━━━━━ Task inputs ━━━━━

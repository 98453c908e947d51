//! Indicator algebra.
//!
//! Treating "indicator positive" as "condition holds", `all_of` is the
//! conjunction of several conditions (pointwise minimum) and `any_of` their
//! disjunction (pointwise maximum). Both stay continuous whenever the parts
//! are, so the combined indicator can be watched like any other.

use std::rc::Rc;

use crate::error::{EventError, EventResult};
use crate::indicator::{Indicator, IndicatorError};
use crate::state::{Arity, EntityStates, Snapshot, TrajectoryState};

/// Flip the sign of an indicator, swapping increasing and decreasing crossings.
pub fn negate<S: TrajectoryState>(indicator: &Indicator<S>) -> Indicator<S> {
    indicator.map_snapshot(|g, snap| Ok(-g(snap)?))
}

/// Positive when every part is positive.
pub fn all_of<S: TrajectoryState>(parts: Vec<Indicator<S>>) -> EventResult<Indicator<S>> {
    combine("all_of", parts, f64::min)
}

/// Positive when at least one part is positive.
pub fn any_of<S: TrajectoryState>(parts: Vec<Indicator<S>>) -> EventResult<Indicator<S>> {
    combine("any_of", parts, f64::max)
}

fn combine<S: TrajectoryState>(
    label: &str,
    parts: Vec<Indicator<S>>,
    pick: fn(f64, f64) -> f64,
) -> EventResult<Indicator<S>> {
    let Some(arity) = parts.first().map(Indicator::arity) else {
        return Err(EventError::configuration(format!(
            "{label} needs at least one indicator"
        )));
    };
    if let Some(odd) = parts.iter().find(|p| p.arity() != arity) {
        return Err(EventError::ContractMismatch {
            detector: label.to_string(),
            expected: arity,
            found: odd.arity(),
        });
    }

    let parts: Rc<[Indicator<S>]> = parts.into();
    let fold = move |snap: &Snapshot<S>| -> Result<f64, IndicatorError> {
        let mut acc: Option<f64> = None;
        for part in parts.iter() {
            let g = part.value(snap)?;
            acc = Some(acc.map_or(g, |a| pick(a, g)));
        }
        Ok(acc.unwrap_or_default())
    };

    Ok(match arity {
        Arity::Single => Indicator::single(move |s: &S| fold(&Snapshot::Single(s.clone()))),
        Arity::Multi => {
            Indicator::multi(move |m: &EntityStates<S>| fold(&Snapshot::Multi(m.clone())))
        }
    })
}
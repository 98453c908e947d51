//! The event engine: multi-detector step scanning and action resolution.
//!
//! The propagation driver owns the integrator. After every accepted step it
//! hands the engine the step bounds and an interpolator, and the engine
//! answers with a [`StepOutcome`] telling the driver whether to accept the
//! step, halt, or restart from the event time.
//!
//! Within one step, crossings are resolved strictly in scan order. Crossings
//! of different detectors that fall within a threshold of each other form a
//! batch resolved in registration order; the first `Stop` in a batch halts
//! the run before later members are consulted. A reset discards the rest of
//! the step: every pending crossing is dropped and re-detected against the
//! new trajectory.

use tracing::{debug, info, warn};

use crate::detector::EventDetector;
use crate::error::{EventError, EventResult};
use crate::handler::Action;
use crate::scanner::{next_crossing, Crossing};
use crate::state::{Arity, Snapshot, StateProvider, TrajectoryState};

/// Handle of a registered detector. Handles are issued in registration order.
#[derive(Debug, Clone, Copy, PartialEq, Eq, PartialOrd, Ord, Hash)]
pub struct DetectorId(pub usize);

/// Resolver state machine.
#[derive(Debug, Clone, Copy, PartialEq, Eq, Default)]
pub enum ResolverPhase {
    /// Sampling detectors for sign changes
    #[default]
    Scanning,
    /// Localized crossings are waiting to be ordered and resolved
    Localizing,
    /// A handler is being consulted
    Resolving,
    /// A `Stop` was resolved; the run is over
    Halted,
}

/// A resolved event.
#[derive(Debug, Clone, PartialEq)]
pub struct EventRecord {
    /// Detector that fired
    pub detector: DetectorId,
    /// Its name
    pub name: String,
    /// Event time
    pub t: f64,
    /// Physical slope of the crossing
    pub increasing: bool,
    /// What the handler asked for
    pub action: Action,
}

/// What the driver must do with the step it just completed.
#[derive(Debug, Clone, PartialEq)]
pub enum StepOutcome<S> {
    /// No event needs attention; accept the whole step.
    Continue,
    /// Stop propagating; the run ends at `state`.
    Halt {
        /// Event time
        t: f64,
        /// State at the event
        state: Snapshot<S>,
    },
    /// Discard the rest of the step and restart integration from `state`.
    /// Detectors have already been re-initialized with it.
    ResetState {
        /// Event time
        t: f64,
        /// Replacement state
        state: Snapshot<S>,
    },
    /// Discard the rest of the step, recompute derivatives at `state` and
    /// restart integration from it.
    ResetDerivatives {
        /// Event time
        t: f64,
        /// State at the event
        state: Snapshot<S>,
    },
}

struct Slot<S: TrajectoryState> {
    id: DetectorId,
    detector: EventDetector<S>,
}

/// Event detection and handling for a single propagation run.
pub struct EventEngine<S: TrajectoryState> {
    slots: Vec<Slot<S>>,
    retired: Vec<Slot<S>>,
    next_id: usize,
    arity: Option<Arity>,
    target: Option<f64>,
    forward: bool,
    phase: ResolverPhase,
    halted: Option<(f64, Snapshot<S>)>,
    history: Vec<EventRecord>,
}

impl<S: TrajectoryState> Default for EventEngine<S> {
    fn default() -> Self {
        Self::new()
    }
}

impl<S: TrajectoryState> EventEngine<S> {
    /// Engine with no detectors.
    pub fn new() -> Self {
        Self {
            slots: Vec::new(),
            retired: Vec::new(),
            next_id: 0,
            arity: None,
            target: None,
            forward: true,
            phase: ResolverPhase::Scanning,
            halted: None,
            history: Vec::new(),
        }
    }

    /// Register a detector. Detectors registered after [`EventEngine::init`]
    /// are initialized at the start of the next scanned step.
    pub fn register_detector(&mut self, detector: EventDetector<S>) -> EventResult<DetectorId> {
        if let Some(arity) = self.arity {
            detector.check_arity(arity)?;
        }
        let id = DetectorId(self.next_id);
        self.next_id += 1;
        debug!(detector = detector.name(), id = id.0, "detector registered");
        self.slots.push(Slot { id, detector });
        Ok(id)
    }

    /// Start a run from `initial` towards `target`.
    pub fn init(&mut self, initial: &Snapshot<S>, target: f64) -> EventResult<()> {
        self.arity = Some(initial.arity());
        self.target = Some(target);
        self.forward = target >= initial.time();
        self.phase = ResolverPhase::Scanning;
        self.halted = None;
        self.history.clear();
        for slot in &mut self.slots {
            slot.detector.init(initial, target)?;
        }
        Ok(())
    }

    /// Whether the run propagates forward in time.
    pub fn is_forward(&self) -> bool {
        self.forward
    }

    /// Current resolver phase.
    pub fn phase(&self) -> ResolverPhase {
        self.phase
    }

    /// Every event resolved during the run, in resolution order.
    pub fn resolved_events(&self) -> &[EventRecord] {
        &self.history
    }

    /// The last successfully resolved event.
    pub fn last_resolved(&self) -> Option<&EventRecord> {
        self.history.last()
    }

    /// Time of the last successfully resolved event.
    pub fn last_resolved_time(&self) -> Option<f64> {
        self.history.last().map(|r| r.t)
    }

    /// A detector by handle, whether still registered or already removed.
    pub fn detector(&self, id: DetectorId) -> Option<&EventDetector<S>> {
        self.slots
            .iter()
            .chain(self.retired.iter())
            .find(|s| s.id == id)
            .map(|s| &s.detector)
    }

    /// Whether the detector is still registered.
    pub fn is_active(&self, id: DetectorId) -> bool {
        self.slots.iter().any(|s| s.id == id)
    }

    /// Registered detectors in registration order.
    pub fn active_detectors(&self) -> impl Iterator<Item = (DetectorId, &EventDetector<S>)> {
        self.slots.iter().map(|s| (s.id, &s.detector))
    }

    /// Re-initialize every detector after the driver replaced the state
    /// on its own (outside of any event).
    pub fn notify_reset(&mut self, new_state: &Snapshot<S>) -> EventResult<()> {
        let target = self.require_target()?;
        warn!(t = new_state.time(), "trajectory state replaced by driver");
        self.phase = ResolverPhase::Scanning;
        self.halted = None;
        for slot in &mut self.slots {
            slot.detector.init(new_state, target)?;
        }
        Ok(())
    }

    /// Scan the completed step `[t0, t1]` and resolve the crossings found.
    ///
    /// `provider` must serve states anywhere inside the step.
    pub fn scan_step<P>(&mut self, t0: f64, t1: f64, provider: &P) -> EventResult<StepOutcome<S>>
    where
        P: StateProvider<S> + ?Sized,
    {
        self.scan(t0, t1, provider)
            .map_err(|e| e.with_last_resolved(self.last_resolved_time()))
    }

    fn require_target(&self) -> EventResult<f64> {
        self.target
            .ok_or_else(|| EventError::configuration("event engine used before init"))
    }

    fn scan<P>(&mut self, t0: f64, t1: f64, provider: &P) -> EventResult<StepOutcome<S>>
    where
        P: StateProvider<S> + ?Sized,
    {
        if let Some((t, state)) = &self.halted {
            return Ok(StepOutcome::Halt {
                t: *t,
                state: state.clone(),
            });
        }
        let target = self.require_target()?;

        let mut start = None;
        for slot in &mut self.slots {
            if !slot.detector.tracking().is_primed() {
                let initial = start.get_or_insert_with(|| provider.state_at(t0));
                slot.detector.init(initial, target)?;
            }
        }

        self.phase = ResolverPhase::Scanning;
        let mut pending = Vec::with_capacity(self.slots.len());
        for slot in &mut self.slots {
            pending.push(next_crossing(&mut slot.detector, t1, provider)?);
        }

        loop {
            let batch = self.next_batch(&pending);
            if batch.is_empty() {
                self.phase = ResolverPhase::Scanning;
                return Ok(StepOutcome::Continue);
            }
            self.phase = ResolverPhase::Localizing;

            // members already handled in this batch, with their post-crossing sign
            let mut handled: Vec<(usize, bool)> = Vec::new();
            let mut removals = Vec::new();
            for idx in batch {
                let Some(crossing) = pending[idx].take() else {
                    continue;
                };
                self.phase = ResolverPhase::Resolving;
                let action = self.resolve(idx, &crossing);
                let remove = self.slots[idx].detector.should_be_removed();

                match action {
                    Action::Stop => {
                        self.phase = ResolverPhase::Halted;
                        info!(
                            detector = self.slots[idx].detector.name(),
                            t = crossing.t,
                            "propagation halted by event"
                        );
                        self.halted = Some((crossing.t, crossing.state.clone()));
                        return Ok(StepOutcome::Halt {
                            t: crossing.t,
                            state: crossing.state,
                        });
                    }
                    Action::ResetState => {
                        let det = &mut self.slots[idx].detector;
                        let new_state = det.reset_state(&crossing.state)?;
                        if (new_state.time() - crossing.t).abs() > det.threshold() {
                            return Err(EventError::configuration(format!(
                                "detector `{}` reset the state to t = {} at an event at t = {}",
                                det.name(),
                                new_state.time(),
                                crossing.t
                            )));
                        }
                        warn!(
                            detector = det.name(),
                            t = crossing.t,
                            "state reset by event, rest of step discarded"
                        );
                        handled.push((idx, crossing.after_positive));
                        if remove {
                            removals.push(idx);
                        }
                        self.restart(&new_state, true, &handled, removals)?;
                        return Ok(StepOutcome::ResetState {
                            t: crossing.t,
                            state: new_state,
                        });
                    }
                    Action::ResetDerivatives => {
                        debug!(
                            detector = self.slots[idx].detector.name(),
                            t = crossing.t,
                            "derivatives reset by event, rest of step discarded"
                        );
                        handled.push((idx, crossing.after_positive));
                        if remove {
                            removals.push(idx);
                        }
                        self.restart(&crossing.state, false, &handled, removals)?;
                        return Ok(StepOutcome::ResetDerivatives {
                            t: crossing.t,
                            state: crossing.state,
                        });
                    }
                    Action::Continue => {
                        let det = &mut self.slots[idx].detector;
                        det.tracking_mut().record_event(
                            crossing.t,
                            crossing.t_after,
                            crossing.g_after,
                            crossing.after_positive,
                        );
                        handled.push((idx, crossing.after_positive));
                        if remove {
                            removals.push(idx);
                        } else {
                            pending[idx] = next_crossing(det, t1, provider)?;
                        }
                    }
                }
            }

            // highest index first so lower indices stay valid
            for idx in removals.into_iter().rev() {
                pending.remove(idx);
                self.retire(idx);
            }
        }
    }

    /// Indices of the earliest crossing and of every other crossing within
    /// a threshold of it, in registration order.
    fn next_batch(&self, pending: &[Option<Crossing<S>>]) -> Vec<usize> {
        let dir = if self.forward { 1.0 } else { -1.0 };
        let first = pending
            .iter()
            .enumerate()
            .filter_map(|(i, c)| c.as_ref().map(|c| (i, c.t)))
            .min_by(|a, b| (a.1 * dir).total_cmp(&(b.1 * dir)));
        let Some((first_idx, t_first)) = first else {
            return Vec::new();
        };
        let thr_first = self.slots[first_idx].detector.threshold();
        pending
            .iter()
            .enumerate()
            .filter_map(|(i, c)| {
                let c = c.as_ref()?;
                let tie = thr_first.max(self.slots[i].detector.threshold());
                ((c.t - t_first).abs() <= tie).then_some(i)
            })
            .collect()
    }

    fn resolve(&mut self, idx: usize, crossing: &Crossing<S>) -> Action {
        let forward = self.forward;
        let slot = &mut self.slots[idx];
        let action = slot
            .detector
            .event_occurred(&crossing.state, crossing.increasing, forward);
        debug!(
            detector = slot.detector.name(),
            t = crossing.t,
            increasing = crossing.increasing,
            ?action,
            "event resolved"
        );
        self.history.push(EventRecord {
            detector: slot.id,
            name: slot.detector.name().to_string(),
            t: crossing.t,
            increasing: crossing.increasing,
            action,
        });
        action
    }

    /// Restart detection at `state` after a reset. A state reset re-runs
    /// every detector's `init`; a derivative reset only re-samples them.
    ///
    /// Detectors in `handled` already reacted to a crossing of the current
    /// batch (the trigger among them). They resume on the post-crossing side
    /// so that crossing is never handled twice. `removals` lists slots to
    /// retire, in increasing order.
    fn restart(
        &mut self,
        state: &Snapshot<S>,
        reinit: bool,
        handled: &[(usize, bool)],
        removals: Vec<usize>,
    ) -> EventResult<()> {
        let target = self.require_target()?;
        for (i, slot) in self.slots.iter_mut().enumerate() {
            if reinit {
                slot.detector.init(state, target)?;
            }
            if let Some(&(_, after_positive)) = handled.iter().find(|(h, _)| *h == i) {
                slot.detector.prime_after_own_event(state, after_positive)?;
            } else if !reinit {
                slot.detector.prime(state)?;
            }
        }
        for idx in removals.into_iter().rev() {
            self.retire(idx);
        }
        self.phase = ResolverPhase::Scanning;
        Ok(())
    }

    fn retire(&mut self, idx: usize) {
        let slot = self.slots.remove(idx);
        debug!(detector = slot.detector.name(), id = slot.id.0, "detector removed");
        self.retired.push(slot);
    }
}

━━━━━
━━━━━ Task inputs ━━━━━

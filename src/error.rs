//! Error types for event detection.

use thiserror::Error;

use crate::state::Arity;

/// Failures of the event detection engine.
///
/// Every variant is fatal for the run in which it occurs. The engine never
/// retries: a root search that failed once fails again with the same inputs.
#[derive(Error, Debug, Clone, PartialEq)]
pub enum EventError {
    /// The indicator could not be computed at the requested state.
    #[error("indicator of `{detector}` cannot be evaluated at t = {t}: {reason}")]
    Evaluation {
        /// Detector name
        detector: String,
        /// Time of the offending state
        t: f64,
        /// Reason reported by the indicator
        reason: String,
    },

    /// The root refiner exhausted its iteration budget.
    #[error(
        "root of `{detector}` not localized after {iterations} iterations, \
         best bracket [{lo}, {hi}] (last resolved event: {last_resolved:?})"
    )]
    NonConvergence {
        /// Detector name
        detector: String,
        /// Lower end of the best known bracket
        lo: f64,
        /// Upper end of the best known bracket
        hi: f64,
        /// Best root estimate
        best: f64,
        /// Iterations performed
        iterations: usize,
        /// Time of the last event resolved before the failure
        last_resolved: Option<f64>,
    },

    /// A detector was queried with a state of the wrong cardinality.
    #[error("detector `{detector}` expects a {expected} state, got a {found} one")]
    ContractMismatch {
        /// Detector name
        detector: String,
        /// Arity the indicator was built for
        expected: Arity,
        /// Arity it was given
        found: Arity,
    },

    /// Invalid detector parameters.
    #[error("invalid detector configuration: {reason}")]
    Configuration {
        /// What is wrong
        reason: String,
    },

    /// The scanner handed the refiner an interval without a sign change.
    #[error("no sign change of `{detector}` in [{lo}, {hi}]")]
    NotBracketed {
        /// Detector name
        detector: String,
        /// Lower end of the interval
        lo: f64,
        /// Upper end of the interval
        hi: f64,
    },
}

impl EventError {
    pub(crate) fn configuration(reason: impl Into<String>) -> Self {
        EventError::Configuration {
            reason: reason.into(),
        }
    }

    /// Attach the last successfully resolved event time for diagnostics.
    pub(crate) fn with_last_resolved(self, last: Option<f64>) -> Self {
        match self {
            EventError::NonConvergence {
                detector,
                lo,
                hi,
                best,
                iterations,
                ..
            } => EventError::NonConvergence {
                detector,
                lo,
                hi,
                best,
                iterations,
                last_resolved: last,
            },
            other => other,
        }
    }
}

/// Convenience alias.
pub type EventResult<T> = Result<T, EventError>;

━━━━━

#### [Aim of the task]
Search the material for "expected" and copy each matching line.

#### [Solution to this task]
            expected: arity,
    #[error("detector `{detector}` expects a {expected} state, got a {found} one")]
        expected: Arity,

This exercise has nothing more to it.